“I am incredibly proud of this team,” says Kari Irwin (seated at center), nursing director of the L2 PRU, of the staff who make up the unit’s new overnight team, which includes (standing from left) Guirlande Sanon, Laurie Dervil, Giselle Chalk and George Fantoni.

Located in the lower levels of the Shapiro Cardiovascular Center, the L2 Procedural Recovery Unit (PRU) cares for patients immediately after they have undergone Cardiac Catheterization Lab (Cath Lab), Electrophysiology (EP) and Interventional Radiology procedures. Although many patients can be safely discharged from the 29-bay patient preparation and recovery area shortly after their procedure, others require additional monitoring and care.

Historically, any patient who needed post-procedure care past 10 p.m. was transported to an inpatient bed in the Shapiro Center. Why? Because until six months ago, the L2 PRU was a daytime unit. But upon seeing an opportunity to help alleviate some of the hospital’s ongoing capacity challenges while ensuring patients receive excellent care, a multidisciplinary team worked together last year to open six beds overnight on L2 PRU for post-procedure recovery patients with less than a 23-hour stay.

Since launching in late August, the L2 PRU has cared for nearly 350 patients overnight who otherwise would have been placed in an inpatient bed in Shapiro.

Kari Irwin, MSN, RN, the unit’s nursing director, spoke with Brigham Bulletin about what these changes have meant for patients, families and staff.

What prompted the decision to open L2 PRU overnight?

Kari Irwin: Some of our cardiology outpatients need to stay for an extended recovery phase, or they just need an extra set of eyes on them overnight. We care for them immediately post-procedure, and before going live with our overnight care, they would typically go up a Shapiro bed.

The capacity challenges have been very difficult, so over the past year and a half, the Brigham leadership team reached out to explore options for providing the same level of care that we would on an inpatient floor in another location.

We want to keep those beds available upstairs for patients who need more extensive inpatient care while ensuring our shorter-stay patients continue to receive great care. As we thought more about it, we realized, who best to care for these patients than the staff who are very familiar with these procedure types? It’s their bread and butter. They know the cases in and out.

How did you put the overnight team together?

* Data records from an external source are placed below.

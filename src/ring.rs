use crate::op_counter::OpCounter;
use crate::storage::ring_mmap::RingMmap;
use bytemuck::Pod;
use crossbeam_utils::{Backoff, CachePadded};
use std::marker::PhantomData;
use std::sync::Arc;
use std::sync::atomic::Ordering::{Acquire, Relaxed, Release};
use std::sync::atomic::{AtomicBool, AtomicU64, AtomicUsize};

pub struct RingOptions {
    pub name: &'static str,
    pub capacity: usize,
}

struct RingIndices {
    /// Next slot the producer writes. Only the producer stores it.
    head: CachePadded<AtomicUsize>,
    /// Next slot the consumer reads. Only the consumer stores it.
    tail: CachePadded<AtomicUsize>,
    capacity: usize,
}

impl RingIndices {
    #[inline(always)]
    fn len(&self) -> usize {
        let tail = self.tail.load(Acquire);
        self.head.load(Acquire).wrapping_sub(tail)
    }
}

pub struct RingProducer<T: Pod + Send> {
    storage: RingMmap,
    indices: Arc<RingIndices>,
    running: Arc<AtomicBool>,
    cached_tail: usize,
    _marker: PhantomData<T>,
}

pub struct RingConsumer<T: Pod + Send> {
    storage: RingMmap,
    indices: Arc<RingIndices>,
    cached_head: usize,
    op_count: Arc<AtomicU64>,
    _marker: PhantomData<T>,
}

/// Read-only view of a ring's fill level.
#[derive(Clone)]
pub struct RingGauge {
    name: &'static str,
    indices: Arc<RingIndices>,
}

/// Creates both ends of a ring. A blocking `push` gives up once `running` is cleared.
pub fn ring<T: Pod + Send>(
    options: RingOptions,
    running: Arc<AtomicBool>,
    op_counter: &OpCounter,
) -> Result<(RingProducer<T>, RingConsumer<T>, RingGauge), std::io::Error> {
    assert!(options.capacity > 0, "ring capacity must be greater than 0");
    let storage = RingMmap::new(options.capacity * size_of::<T>())?;
    let indices = Arc::new(RingIndices {
        head: CachePadded::new(AtomicUsize::new(0)),
        tail: CachePadded::new(AtomicUsize::new(0)),
        capacity: options.capacity,
    });

    let consumer = RingConsumer {
        storage: storage.share(),
        indices: indices.clone(),
        cached_head: 0,
        op_count: op_counter.new_counter(options.name),
        _marker: PhantomData,
    };
    let gauge = RingGauge {
        name: options.name,
        indices: indices.clone(),
    };
    let producer = RingProducer {
        storage,
        indices,
        running,
        cached_tail: 0,
        _marker: PhantomData,
    };
    Ok((producer, consumer, gauge))
}

#[inline(always)]
fn slot_offset<T>(index: usize, capacity: usize) -> usize {
    (index % capacity) * size_of::<T>()
}

impl<T: Pod + Send> RingProducer<T> {
    /// Returns false if the ring is full.
    #[inline(always)]
    pub fn try_push(&mut self, item: &T) -> bool {
        let capacity = self.indices.capacity;
        let head = self.indices.head.load(Relaxed);
        if head.wrapping_sub(self.cached_tail) >= capacity {
            self.cached_tail = self.indices.tail.load(Acquire);
            if head.wrapping_sub(self.cached_tail) >= capacity {
                return false;
            }
        }
        self.storage.write(slot_offset::<T>(head, capacity), item);
        self.indices.head.store(head.wrapping_add(1), Release);
        true
    }

    /// Blocks while the ring is full. Returns false only if the engine stopped first.
    #[inline(always)]
    pub fn push(&mut self, item: &T) -> bool {
        let backoff = Backoff::new();
        loop {
            if self.try_push(item) {
                return true;
            }
            if !self.running.load(Relaxed) {
                return false;
            }
            backoff.snooze();
        }
    }

    pub fn len(&self) -> usize {
        self.indices.len()
    }

    pub fn is_empty(&self) -> bool {
        self.len() == 0
    }

    pub fn capacity(&self) -> usize {
        self.indices.capacity
    }
}

impl<T: Pod + Send> RingConsumer<T> {
    /// Hands the oldest item to `handler` in place and releases its slot afterwards.
    #[inline(always)]
    pub fn try_pop_with<R>(&mut self, handler: impl FnOnce(&T) -> R) -> Option<R> {
        let tail = self.indices.tail.load(Relaxed);
        if tail == self.cached_head {
            self.cached_head = self.indices.head.load(Acquire);
            if tail == self.cached_head {
                return None;
            }
        }
        let result = handler(
            self.storage
                .read(slot_offset::<T>(tail, self.indices.capacity)),
        );
        self.indices.tail.store(tail.wrapping_add(1), Release);
        self.op_count.fetch_add(1, Relaxed);
        Some(result)
    }

    #[inline(always)]
    pub fn try_pop(&mut self) -> Option<T> {
        self.try_pop_with(|item| *item)
    }

    pub fn len(&self) -> usize {
        self.indices.len()
    }

    pub fn is_empty(&self) -> bool {
        self.len() == 0
    }
}

impl RingGauge {
    pub fn name(&self) -> &'static str {
        self.name
    }

    pub fn len(&self) -> usize {
        self.indices.len()
    }

    pub fn is_empty(&self) -> bool {
        self.len() == 0
    }

    pub fn capacity(&self) -> usize {
        self.indices.capacity
    }
}
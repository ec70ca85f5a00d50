use crate::measure::LatencyMeasurer;
use crate::stage::{OutputCollector, Stage};
use bytemuck::Pod;
use spdlog::info;
use std::marker::PhantomData;

/// Wraps a stage and records how long each `process` call takes, downstream pushes included.
pub struct Latency<In, Out, S> {
    name: String,
    report_interval: usize,
    stage: S,
    measurer: LatencyMeasurer,
    count: usize,
    _phantom: PhantomData<(In, Out)>,
}

impl<In, Out, S> Latency<In, Out, S>
where
    In: Pod + Send,
    Out: Pod + Send,
    S: Stage<In, Out>,
{
    pub fn new(name: impl Into<String>, report_interval: usize, sample_rate: u64, stage: S) -> Self {
        assert!(report_interval > 0, "report_interval must be greater than 0");
        Latency {
            name: name.into(),
            report_interval,
            stage,
            measurer: LatencyMeasurer::new(sample_rate),
            count: 0,
            _phantom: PhantomData,
        }
    }

    pub fn inner(&self) -> &S {
        &self.stage
    }

    pub fn measurer(&self) -> &LatencyMeasurer {
        &self.measurer
    }
}

impl<In, Out, S> Stage<In, Out> for Latency<In, Out, S>
where
    In: Pod + Send,
    Out: Pod + Send,
    S: Stage<In, Out>,
{
    #[inline(always)]
    fn process<C>(&mut self, data: &In, collector: &mut C)
    where
        C: OutputCollector<Out>,
    {
        {
            let _guard = self.measurer.measure_with_guard();
            self.stage.process(data, collector);
        }
        self.count += 1;
        if self.count.is_multiple_of(self.report_interval) {
            info!("[{}] Latency: {}", self.name, self.measurer.format_stats());
        }
    }
}

/// `latency("Processor", 100_000, 100, stage)` logs every 100k packets, sampling 1 in 100.
pub fn latency<In, Out, S>(
    name: impl Into<String>,
    report_interval: usize,
    sample_rate: u64,
    stage: S,
) -> Latency<In, Out, S>
where
    In: Pod + Send,
    Out: Pod + Send,
    S: Stage<In, Out>,
{
    Latency::new(name, report_interval, sample_rate, stage)
}
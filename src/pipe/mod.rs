mod latency;
mod progress;

pub use latency::{Latency, latency};
pub use progress::{Progress, progress};
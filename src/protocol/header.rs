use super::{FLAG_RESET, FLAGS_COUNT_MASK, HEADER_LEN, MAGIC, VERSION, be_u16, be_u32, be_u64};
use crate::clock;
use crate::error::ProtocolError;

#[repr(u8)]
#[derive(Debug, Clone, Copy, PartialEq, Eq, Hash)]
pub enum MsgType {
    Ping = 0,
    DeltaBatch = 1,
    Features = 2,
    FeaturesWithScore = 3,
    FeaturesWithTiming = 4,
}

impl TryFrom<u8> for MsgType {
    type Error = ProtocolError;

    fn try_from(value: u8) -> Result<Self, Self::Error> {
        match value {
            0 => Ok(MsgType::Ping),
            1 => Ok(MsgType::DeltaBatch),
            2 => Ok(MsgType::Features),
            3 => Ok(MsgType::FeaturesWithScore),
            4 => Ok(MsgType::FeaturesWithTiming),
            other => Err(ProtocolError::UnknownMessageType(other)),
        }
    }
}

/// `msg_type` is kept raw so that a header with an unknown type still decodes.
#[derive(Debug, Clone, Copy, PartialEq, Eq)]
pub struct PacketHeader {
    pub magic: [u8; 4],
    pub version: u8,
    pub msg_type: u8,
    /// For DELTA_BATCH: bit 15 is the reset flag, bits 14..0 the delta count.
    pub flags: u16,
    pub header_len: u16,
    pub sequence: u32,
    pub t_send_ns: u64,
    pub t_ingress_ns: u64,
    pub reserved: u16,
}

pub fn decode_header(bytes: &[u8]) -> Result<PacketHeader, ProtocolError> {
    if bytes.len() < HEADER_LEN {
        return Err(ProtocolError::Truncated {
            needed: HEADER_LEN,
            actual: bytes.len(),
        });
    }

    let magic = [bytes[0], bytes[1], bytes[2], bytes[3]];
    if magic != MAGIC {
        return Err(ProtocolError::BadMagic(magic));
    }

    Ok(PacketHeader {
        magic,
        version: bytes[4],
        msg_type: bytes[5],
        flags: be_u16(bytes, 6),
        header_len: be_u16(bytes, 8),
        sequence: be_u32(bytes, 10),
        t_send_ns: be_u64(bytes, 14),
        t_ingress_ns: be_u64(bytes, 22),
        reserved: be_u16(bytes, 30),
    })
}

impl PacketHeader {
    pub fn delta_batch(sequence: u32, t_send_ns: u64, reset: bool, count: u16) -> Self {
        let mut flags = count & FLAGS_COUNT_MASK;
        if reset {
            flags |= FLAG_RESET;
        }
        Self {
            magic: MAGIC,
            version: VERSION,
            msg_type: MsgType::DeltaBatch as u8,
            flags,
            header_len: HEADER_LEN as u16,
            sequence,
            t_send_ns,
            t_ingress_ns: 0,
            reserved: 0,
        }
    }

    pub fn ping(sequence: u32, t_send_ns: u64) -> Self {
        Self {
            msg_type: MsgType::Ping as u8,
            ..Self::delta_batch(sequence, t_send_ns, false, 0)
        }
    }

    pub fn kind(&self) -> Result<MsgType, ProtocolError> {
        MsgType::try_from(self.msg_type)
    }

    #[inline(always)]
    pub fn is_reset(&self) -> bool {
        self.flags & FLAG_RESET != 0
    }

    #[inline(always)]
    pub fn delta_count(&self) -> usize {
        (self.flags & FLAGS_COUNT_MASK) as usize
    }

    /// Header for a reply to this request. Flags, sequence and `t_send_ns` are echoed back.
    pub fn reply(&self, msg_type: MsgType) -> PacketHeader {
        PacketHeader {
            magic: MAGIC,
            version: VERSION,
            msg_type: msg_type as u8,
            flags: self.flags,
            header_len: HEADER_LEN as u16,
            sequence: self.sequence,
            t_send_ns: self.t_send_ns,
            t_ingress_ns: clock::now_ns(),
            reserved: 0,
        }
    }

    pub fn encode(&self) -> [u8; HEADER_LEN] {
        let mut out = [0u8; HEADER_LEN];
        out[0..4].copy_from_slice(&self.magic);
        out[4] = self.version;
        out[5] = self.msg_type;
        out[6..8].copy_from_slice(&self.flags.to_be_bytes());
        out[8..10].copy_from_slice(&self.header_len.to_be_bytes());
        out[10..14].copy_from_slice(&self.sequence.to_be_bytes());
        out[14..22].copy_from_slice(&self.t_send_ns.to_be_bytes());
        out[22..30].copy_from_slice(&self.t_ingress_ns.to_be_bytes());
        out[30..32].copy_from_slice(&self.reserved.to_be_bytes());
        out
    }
}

Irwin: It was really important that we found a designated team to care for these patients, and that started with a search for two new charge nurses overnight. They cover Monday through Friday, overlapping one day of the week, which is great because we can share ideas and learn from each other. From there, we hired the rest of the team — four nurses and two patient care associates (PCAs). We also have relationship with the Periop Float Pool, which helps support us through sick calls or time off.

Everyone on the team has experience in cardiology or critical care, which was also very important because there’s a spectrum of acuity that we see after patients come out of procedures. Before we opened, I worked very closely with the charge nurses to make sure they had the resources they needed.

It’s been about six months since the overnight service launched. How is it going so far?

Irwin: I am incredibly proud of this team, and they continue to impress me with their care and knowledge. They really just have all the answers. The level and quality of care they provide is no different than any other location in the hospital. We see these patients from when they walk in the door in the morning before their procedure to when they go home, and our team knows them well.

We have capacity for up to six patients right now. That may not seem like a lot, but these patients come out of very complicated procedures and the nurses are working closely with them overnight to facilitate their recovery — getting them to walk and eat earlier, making sure their labs and testing are completed, and ensuring anything else is addressed before discharge.

Have there been notable changes from the patients’ perspective?

Irwin: We changed the culture of the patient care experience. We’ve been able to put a conditional discharge program in place, which is a nurse-driven discharge that allows patients to leave as early as 6 or 7 a.m. if they meet certain clinical criteria.

We found that patients really enjoy knowing they can leave early. They don’t want to wait for their providers to round on them upstairs if that is the only thing keeping them here. We provide them with a to-go breakfast, and most patients and families are happy to get ahead of the morning traffic if they can.

Was there any other memorable aspect of this project for you?

Irwin: When you are part of such a big change like this, there are so many details to consider before going live. One of the great experiences I had was working with all of the different departments to identify and cover all of those needs. It wound up being really fun getting to work with wonderful colleagues in departments like Food Services, Biomedical Engineering and Linen Services — people I never would have had an opportunity to meet if it wasn’t for this project. Everyone came together to make this work.

What do you think that says about the culture of the Brigham?

Irwin: I think that we truly are one big family trying to do the best and right things for our patients. You can tell that the underlying theme is that patients really do come first.